1. curl查询的语法比如，要对 qbank 索引中文档的 queston 属性按“题目含有关于圆周率的数学公式”进行模糊查询：

curl -H "Content-Type: application/json" -XPOST http://localhost:9200/qbank/_search -d '{ "query": { "match": { "question": "题目含有关于圆周率的数学公式" } } }'

其效果，类似在浏览器中使用：

http://172.17.0.1:9200/question/_search?q=question=题目含有关于圆周率的数学公式

来查，但前者可以使用完整的查询语法，实现很多复杂的条件组合；后者只能支持其中的 match 查询。
另外，之前曾经用：

curl -XGET http://localhost:9200/qbank/_search -d '{ "query": { "match": { "question": "题目含有关于圆周率的数学公式" } } }'

来查，结果报错：

{"error":"Content-Type header [application/x-www-form-urlencoded] is not supported","status":406}

网上很多帖子都说这种查询是可以的，实际操作结果是不行，或者我的 7.6.1 版本不再支持这种写法了。

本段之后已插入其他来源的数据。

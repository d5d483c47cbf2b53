//! Where "now" comes from, and which calendar month it falls in.

use std::{fmt::Debug, sync::Arc};

use time::{Date, OffsetDateTime};
use time_tz::Tz;

use crate::{month_window::MonthWindow, timezone::local_date};

/// A source of the current time.
pub trait Clock: Debug {
    /// The current instant.
    fn now(&self) -> OffsetDateTime;
}

/// The clock the request handlers read, shared through the app state.
pub type SharedClock = Arc<dyn Clock + Send + Sync>;

impl<C: Clock + ?Sized> Clock for Arc<C> {
    fn now(&self) -> OffsetDateTime {
        (**self).now()
    }
}

/// Reads the system clock.
#[derive(Debug, Clone, Copy, Default)]
pub struct SystemClock;

impl Clock for SystemClock {
    fn now(&self) -> OffsetDateTime {
        OffsetDateTime::now_utc()
    }
}

/// Always reports the same instant.
#[derive(Debug, Clone, Copy)]
pub struct FixedClock(pub OffsetDateTime);

impl Clock for FixedClock {
    fn now(&self) -> OffsetDateTime {
        self.0
    }
}

/// The calendar of a timezone, read at the time given by a [Clock].
#[derive(Clone, Copy)]
pub struct LocalCalendar<C = SystemClock> {
    clock: C,
    timezone: &'static Tz,
}

impl<C: Clock> LocalCalendar<C> {
    /// Create a calendar for `timezone` that reads the time from `clock`.
    pub fn new(clock: C, timezone: &'static Tz) -> Self {
        Self { clock, timezone }
    }

    /// The timezone whose calendar days are used.
    pub fn timezone(&self) -> &'static Tz {
        self.timezone
    }

    /// The local date right now.
    pub fn today(&self) -> Date {
        local_date(self.timezone, self.clock.now())
    }

    /// The month containing [Self::today].
    pub fn this_month(&self) -> MonthWindow {
        MonthWindow::containing(self.today())
    }

    /// The month before [Self::this_month].
    pub fn last_month(&self) -> MonthWindow {
        self.this_month().previous()
    }
}

#[cfg(test)]
mod tests {
    use std::sync::Arc;

    use time::macros::{date, datetime};

    use crate::timezone::get_timezone;

    use super::{FixedClock, LocalCalendar, SharedClock};

    #[test]
    fn this_and_last_month() {
        let calendar = LocalCalendar::new(
            FixedClock(datetime!(2024-03-15 12:00 UTC)),
            get_timezone("Etc/UTC").unwrap(),
        );

        assert_eq!(calendar.this_month().start(), date!(2024 - 03 - 01));
        assert_eq!(calendar.last_month().start(), date!(2024 - 02 - 01));
        assert_eq!(calendar.last_month().end(), date!(2024 - 03 - 01));
    }

    #[test]
    fn shared_clock_reads_inner_clock() {
        let clock: SharedClock = Arc::new(FixedClock(datetime!(2024-01-10 08:00 UTC)));
        let calendar = LocalCalendar::new(clock, get_timezone("Etc/UTC").unwrap());

        assert_eq!(calendar.last_month().start(), date!(2023 - 12 - 01));
    }

    #[test]
    fn month_follows_local_date_not_utc_date() {
        // Already the 1st of April in Auckland.
        let calendar = LocalCalendar::new(
            FixedClock(datetime!(2024-03-31 12:00 UTC)),
            get_timezone("Pacific/Auckland").unwrap(),
        );

        assert_eq!(calendar.today(), date!(2024 - 04 - 01));
        assert_eq!(calendar.this_month().start(), date!(2024 - 04 - 01));
    }
}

2. ES支持的几种常用查询模式的例子本章节以 sql 为标的，列出要达成相似查询效果所需的 dsl 查询语句和以spring-data-elasticsearch 的 ElasticSearchRestTemplate来查询的Java代码。例子全部在 elasticsearch@7.6.1 环境实际测试通过。
假设我的数据模型对应的表名为 t_question，其ElasticResearch 模型如下：

/** * 题目对象 * @author xxx * 2020年3月11日下午9:56:02 */ @Document(indexName = "question") public class Question implements Serializable {@Id @Field(type= FieldType.Keyword) private String id; /** * 题号 */ @Field(type=FieldType.Keyword) private String questionNo; /** * 题目类型 */ @Field(type=FieldType.Text, analyzer = "ik_max_word", searchAnalyzer = "ik_smart") private String category; /** * 题目 */ @Field(type=FieldType.Text, analyzer = "ik_max_word", searchAnalyzer = "ik_smart") private String question; /** * 从题目中提出取来的公式列表 */ @Field(type = FieldType.Keyword) private List formulas; }

系统自动产生的mapping 映射如下：

{ "mapping": { "question": { "properties": { "category": { "type": "text", "analyzer": "ik_max_word", "search_analyzer": "ik_smart" }, "formulas": { "type": "keyword" }, "id": { "type": "keyword" }, "question": { "type": "text", "analyzer": "ik_max_word", "search_analyzer": "ik_smart" }, "questionNo": { "type": "keyword" } } } } }

2.1 select * from t_question; 显然sql select * from t_question 是要列出所有的题目。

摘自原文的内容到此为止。